In [None]:
import tensorflow as tf
import numpy as np
from sklearn.model_selection import train_test_split
from tensorflow.keras.utils import to_categorical

# Load MNIST dataset in Colab
(X_train, y_train), (X_test, y_test) = tf.keras.datasets.mnist.load_data()

# Normalize images: pixel values between 0 and 1
X_train = X_train.reshape(-1, 28, 28, 1) / 255.0
X_test = X_test.reshape(-1, 28, 28, 1) / 255.0

# Create a label map to convert numbers 0-9 to letters A-Z
label_map = {0: 'A', 1: 'B', 2: 'C', 3: 'D', 4: 'E', 5: 'F', 6: 'G', 7: 'H', 8: 'I', 9: 'J'}
# Convert numerical labels to their corresponding characters
y_train = np.array([label_map[i] for i in y_train])
y_test = np.array([label_map[i] for i in y_test])

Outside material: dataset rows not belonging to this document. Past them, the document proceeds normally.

//! Per-field records held by the form engine.
//!
//! - [`FormValues`]: the six stored strings (display form, formatting included)
//! - [`FieldErrors`]: current validation message per field, absent when valid
//! - [`TouchedFlags`]: whether each field has been blurred at least once

use super::field::FieldName;
use serde::Serialize;
use std::collections::BTreeMap;

/// The six stored field values.
///
/// Phone number, price guess and PIN hold their *display* strings; callers that
/// need raw digits must strip formatting themselves.
#[derive(Debug, Clone, Default, PartialEq, Eq, Serialize)]
#[serde(rename_all = "camelCase")]
pub struct FormValues {
    pub first_name: String,
    pub last_name: String,
    pub phone_number: String,
    pub email_address: String,
    pub price_guess: String,
    pub pin: String,
}

impl FormValues {
    /// Returns the stored value for `field`.
    #[must_use]
    pub fn get(&self, field: FieldName) -> &str {
        match field {
            FieldName::FirstName => &self.first_name,
            FieldName::LastName => &self.last_name,
            FieldName::PhoneNumber => &self.phone_number,
            FieldName::EmailAddress => &self.email_address,
            FieldName::PriceGuess => &self.price_guess,
            FieldName::Pin => &self.pin,
        }
    }

    /// Replaces the stored value for `field`.
    pub fn set(&mut self, field: FieldName, value: String) {
        let slot = match field {
            FieldName::FirstName => &mut self.first_name,
            FieldName::LastName => &mut self.last_name,
            FieldName::PhoneNumber => &mut self.phone_number,
            FieldName::EmailAddress => &mut self.email_address,
            FieldName::PriceGuess => &mut self.price_guess,
            FieldName::Pin => &mut self.pin,
        };
        *slot = value;
    }
}

/// Validation messages keyed by field.
///
/// A field with no entry is currently valid. Messages come from the static
/// rule table, so entries are `&'static str`.
#[derive(Debug, Clone, Default, PartialEq, Eq, Serialize)]
pub struct FieldErrors(BTreeMap<FieldName, &'static str>);

impl FieldErrors {
    #[must_use]
    pub fn new() -> Self {
        Self::default()
    }

    #[must_use]
    pub fn get(&self, field: FieldName) -> Option<&'static str> {
        self.0.get(&field).copied()
    }

    /// Writes the entry for `field`: `Some` sets a message, `None` clears it.
    pub fn set(&mut self, field: FieldName, message: Option<&'static str>) {
        match message {
            Some(message) => {
                self.0.insert(field, message);
            }
            None => {
                self.0.remove(&field);
            }
        }
    }

    pub fn clear(&mut self, field: FieldName) {
        self.0.remove(&field);
    }

    #[must_use]
    pub fn contains(&self, field: FieldName) -> bool {
        self.0.contains_key(&field)
    }

    #[must_use]
    pub fn is_empty(&self) -> bool {
        self.0.is_empty()
    }

    #[must_use]
    pub fn len(&self) -> usize {
        self.0.len()
    }

    /// Iterates `(field, message)` pairs in field order.
    pub fn iter(&self) -> impl Iterator<Item = (FieldName, &'static str)> + '_ {
        self.0.iter().map(|(field, message)| (*field, *message))
    }
}

/// Per-field "has been blurred" flags, all false initially.
#[derive(Debug, Clone, Copy, Default, PartialEq, Eq)]
pub struct TouchedFlags([bool; FieldName::COUNT]);

impl TouchedFlags {
    #[must_use]
    pub const fn get(&self, field: FieldName) -> bool {
        self.0[field.index()]
    }

    pub fn touch(&mut self, field: FieldName) {
        self.0[field.index()] = true;
    }

    pub fn touch_all(&mut self) {
        self.0 = [true; FieldName::COUNT];
    }

    #[must_use]
    pub fn all(&self) -> bool {
        self.0.iter().all(|touched| *touched)
    }

    #[must_use]
    pub fn any(&self) -> bool {
        self.0.iter().any(|touched| *touched)
    }
}

#[cfg(test)]
mod tests {
    use super::*;

    #[test]
    fn values_get_and_set_address_the_same_slot() {
        let mut values = FormValues::default();
        for field in FieldName::ALL {
            values.set(field, field.key().to_string());
        }
        for field in FieldName::ALL {
            assert_eq!(values.get(field), field.key());
        }
    }

    #[test]
    fn errors_set_none_removes_entry() {
        let mut errors = FieldErrors::new();
        errors.set(FieldName::Pin, Some("bad"));
        assert_eq!(errors.get(FieldName::Pin), Some("bad"));
        errors.set(FieldName::Pin, None);
        assert!(errors.is_empty());
    }

    #[test]
    fn errors_iterate_in_field_order() {
        let mut errors = FieldErrors::new();
        errors.set(FieldName::Pin, Some("p"));
        errors.set(FieldName::FirstName, Some("f"));
        let order: Vec<_> = errors.iter().map(|(field, _)| field).collect();
        assert_eq!(order, vec![FieldName::FirstName, FieldName::Pin]);
    }

    #[test]
    fn touched_flags_start_clear() {
        let mut touched = TouchedFlags::default();
        assert!(!touched.any());
        touched.touch(FieldName::EmailAddress);
        assert!(touched.get(FieldName::EmailAddress));
        assert!(!touched.all());
        touched.touch_all();
        assert!(touched.all());
    }
}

# Convert characters to integers for `to_categorical`
num_classes = 26  # Letters A-Z
y_train = [ord(c) - ord('A') for c in y_train]  # Convert 'A'-'Z' to 0-25
y_test = [ord(c) - ord('A') for c in y_test]  # Convert 'A'-'Z' to 0-25

# One-hot encode labels
y_train = to_categorical(y_train, num_classes=num_classes)
y_test = to_categorical(y_test, num_classes=num_classes)

print("Data loaded and preprocessed successfully!")

# Build the CNN model
def build_cnn_model():
    model = tf.keras.Sequential([
        tf.keras.layers.Conv2D(32, (3, 3), activation='relu', input_shape=(28, 28, 1)),
        tf.keras.layers.MaxPooling2D((2, 2)),
        tf.keras.layers.Conv2D(64, (3, 3), activation='relu'),
        tf.keras.layers.MaxPooling2D((2, 2)),
        tf.keras.layers.Flatten(),
        tf.keras.layers.Dense(128, activation='relu'),
        tf.keras.layers.Dropout(0.5),
        tf.keras.layers.Dense(num_classes, activation='softmax')  # 26 output classes for letters A-Z
    ])
    model.compile(optimizer=tf.keras.optimizers.Adam(learning_rate=0.001),
                  loss='categorical_crossentropy',  # Use categorical_crossentropy for one-hot encoded labels
                  metrics=['accuracy'])
    return model

# Train the model
cnn_model = build_cnn_model()
history = cnn_model.fit(X_train, y_train, validation_data=(X_test, y_test), epochs=10, batch_size=64)

# Save the model
model_path = "handwritten_text_recognition_model.h5"  # Use .h5 extension
cnn_model.save(model_path)
print(f"Model saved at: {model_path}")

# Download the model
from google.colab import files
!zip -r handwritten_text_recognition_model.zip handwritten_text_recognition_model.h5
files.download('handwritten_text_recognition_model.zip')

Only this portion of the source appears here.